Task:
Select, from the data, each line where "CategorySelector" occurs.

Exercise material:
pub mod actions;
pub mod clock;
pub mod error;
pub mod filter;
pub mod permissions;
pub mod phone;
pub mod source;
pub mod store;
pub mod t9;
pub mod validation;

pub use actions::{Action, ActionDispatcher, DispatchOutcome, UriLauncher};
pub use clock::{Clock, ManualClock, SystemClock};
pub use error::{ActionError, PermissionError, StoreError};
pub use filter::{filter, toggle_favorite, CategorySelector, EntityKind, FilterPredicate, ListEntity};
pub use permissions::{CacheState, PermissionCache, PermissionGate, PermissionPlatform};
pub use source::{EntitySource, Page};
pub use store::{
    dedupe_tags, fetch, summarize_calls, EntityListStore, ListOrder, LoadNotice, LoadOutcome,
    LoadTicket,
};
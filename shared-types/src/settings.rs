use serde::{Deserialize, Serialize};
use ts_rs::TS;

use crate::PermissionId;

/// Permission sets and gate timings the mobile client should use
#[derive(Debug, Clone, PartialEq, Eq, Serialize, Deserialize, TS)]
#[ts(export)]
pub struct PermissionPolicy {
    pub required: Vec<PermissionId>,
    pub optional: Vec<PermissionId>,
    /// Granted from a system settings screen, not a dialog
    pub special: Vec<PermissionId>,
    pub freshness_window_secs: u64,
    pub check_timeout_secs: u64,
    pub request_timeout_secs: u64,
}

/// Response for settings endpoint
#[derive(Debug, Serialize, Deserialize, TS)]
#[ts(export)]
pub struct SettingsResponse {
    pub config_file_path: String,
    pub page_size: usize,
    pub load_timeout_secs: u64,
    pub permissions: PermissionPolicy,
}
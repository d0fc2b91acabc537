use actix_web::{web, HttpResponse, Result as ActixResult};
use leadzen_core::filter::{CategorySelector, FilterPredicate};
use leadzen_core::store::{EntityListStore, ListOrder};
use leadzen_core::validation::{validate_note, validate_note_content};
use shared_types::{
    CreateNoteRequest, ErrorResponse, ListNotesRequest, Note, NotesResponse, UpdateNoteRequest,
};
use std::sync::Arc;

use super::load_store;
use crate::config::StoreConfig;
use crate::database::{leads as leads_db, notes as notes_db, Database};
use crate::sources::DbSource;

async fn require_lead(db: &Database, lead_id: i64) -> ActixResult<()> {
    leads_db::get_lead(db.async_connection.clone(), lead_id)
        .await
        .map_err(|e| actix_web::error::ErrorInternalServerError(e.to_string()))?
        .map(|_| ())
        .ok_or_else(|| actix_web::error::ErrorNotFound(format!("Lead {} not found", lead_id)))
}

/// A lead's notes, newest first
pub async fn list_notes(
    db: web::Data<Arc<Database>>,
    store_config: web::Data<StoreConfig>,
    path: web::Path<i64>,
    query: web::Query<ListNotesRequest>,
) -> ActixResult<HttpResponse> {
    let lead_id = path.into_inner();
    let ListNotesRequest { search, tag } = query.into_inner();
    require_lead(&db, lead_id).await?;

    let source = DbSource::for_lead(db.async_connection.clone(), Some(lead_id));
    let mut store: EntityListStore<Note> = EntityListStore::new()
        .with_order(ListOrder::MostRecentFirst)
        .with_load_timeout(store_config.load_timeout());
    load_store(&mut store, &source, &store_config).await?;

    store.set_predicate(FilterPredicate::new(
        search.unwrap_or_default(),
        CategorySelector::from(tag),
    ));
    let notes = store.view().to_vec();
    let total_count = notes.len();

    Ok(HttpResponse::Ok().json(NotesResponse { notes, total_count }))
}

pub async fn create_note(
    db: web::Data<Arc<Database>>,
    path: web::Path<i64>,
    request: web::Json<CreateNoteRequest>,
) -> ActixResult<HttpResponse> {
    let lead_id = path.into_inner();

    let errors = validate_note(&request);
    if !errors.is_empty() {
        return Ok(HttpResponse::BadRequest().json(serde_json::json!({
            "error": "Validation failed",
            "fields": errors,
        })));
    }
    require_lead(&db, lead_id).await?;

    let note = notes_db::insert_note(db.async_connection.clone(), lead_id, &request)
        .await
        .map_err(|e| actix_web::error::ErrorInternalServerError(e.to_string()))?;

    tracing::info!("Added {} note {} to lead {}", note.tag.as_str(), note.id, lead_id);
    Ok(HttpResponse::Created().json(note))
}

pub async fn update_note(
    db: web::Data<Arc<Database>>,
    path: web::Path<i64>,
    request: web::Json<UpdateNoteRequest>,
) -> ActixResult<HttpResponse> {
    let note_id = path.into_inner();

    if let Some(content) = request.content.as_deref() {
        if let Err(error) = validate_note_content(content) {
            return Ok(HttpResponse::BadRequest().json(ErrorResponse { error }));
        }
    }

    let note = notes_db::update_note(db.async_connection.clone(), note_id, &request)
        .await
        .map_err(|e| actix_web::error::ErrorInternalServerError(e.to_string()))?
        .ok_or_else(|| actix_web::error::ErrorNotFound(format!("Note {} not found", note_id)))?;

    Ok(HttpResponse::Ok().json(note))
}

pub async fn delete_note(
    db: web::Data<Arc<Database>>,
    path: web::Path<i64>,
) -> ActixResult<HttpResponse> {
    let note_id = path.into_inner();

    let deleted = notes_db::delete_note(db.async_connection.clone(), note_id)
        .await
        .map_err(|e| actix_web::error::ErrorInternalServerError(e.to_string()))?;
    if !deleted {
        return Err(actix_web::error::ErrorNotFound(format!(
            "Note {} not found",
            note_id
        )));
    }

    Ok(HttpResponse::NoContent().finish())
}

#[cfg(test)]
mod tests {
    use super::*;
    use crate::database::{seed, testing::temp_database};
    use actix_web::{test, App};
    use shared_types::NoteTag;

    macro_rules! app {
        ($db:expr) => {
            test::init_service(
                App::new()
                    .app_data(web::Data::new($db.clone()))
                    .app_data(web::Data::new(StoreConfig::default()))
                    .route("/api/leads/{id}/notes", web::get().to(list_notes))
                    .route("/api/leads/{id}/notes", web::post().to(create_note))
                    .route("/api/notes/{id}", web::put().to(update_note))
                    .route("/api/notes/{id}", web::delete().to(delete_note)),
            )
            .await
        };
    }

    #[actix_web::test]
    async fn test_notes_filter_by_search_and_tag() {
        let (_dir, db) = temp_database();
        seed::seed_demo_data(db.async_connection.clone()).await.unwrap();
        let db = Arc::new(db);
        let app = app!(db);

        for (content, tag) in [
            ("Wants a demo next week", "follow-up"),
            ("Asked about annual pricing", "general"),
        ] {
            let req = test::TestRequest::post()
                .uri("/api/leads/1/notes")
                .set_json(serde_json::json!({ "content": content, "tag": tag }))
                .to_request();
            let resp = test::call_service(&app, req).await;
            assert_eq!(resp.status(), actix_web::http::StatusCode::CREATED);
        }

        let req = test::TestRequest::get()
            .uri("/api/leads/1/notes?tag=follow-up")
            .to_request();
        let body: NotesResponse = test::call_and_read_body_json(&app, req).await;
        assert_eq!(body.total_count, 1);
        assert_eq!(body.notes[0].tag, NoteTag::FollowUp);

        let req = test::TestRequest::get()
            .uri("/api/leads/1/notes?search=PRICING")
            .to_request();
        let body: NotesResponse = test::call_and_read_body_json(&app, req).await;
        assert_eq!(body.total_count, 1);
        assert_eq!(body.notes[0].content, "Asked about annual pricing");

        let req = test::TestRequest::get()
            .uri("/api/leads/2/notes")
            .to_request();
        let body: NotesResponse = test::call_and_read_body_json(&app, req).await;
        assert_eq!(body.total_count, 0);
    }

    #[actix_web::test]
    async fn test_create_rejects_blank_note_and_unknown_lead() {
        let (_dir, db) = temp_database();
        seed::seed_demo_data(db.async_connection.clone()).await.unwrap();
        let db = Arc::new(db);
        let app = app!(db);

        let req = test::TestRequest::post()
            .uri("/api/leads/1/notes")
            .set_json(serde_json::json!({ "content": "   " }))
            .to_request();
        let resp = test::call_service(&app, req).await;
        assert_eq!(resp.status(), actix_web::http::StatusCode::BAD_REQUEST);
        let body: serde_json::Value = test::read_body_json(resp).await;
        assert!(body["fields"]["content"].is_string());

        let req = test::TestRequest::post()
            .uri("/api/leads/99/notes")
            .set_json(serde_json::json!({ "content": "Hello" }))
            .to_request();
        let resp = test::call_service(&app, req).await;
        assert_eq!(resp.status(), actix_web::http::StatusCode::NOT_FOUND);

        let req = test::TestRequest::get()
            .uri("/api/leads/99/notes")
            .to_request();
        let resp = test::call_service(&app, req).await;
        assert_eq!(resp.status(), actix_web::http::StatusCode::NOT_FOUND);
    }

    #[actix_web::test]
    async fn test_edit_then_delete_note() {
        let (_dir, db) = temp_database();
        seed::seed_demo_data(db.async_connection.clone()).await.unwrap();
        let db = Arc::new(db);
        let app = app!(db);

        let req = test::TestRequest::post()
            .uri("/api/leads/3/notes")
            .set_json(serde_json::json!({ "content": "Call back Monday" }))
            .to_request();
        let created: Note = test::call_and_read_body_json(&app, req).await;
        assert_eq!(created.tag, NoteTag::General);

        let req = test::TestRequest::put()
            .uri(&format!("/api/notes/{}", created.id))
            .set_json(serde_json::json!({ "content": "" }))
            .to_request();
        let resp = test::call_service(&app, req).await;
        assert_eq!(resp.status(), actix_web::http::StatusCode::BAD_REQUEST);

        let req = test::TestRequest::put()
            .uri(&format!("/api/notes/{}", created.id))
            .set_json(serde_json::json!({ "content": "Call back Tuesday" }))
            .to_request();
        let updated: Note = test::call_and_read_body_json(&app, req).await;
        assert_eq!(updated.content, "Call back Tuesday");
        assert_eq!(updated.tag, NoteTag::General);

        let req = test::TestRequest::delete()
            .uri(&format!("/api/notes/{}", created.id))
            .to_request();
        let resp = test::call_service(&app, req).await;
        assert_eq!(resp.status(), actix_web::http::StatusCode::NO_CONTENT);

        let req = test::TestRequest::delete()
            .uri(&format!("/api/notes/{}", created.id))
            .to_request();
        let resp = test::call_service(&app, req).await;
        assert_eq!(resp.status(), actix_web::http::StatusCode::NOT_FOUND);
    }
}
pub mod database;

Answer box:
pub use filter::{filter, toggle_favorite, CategorySelector, EntityKind, FilterPredicate, ListEntity};
use leadzen_core::filter::{CategorySelector, FilterPredicate};
        CategorySelector::from(tag),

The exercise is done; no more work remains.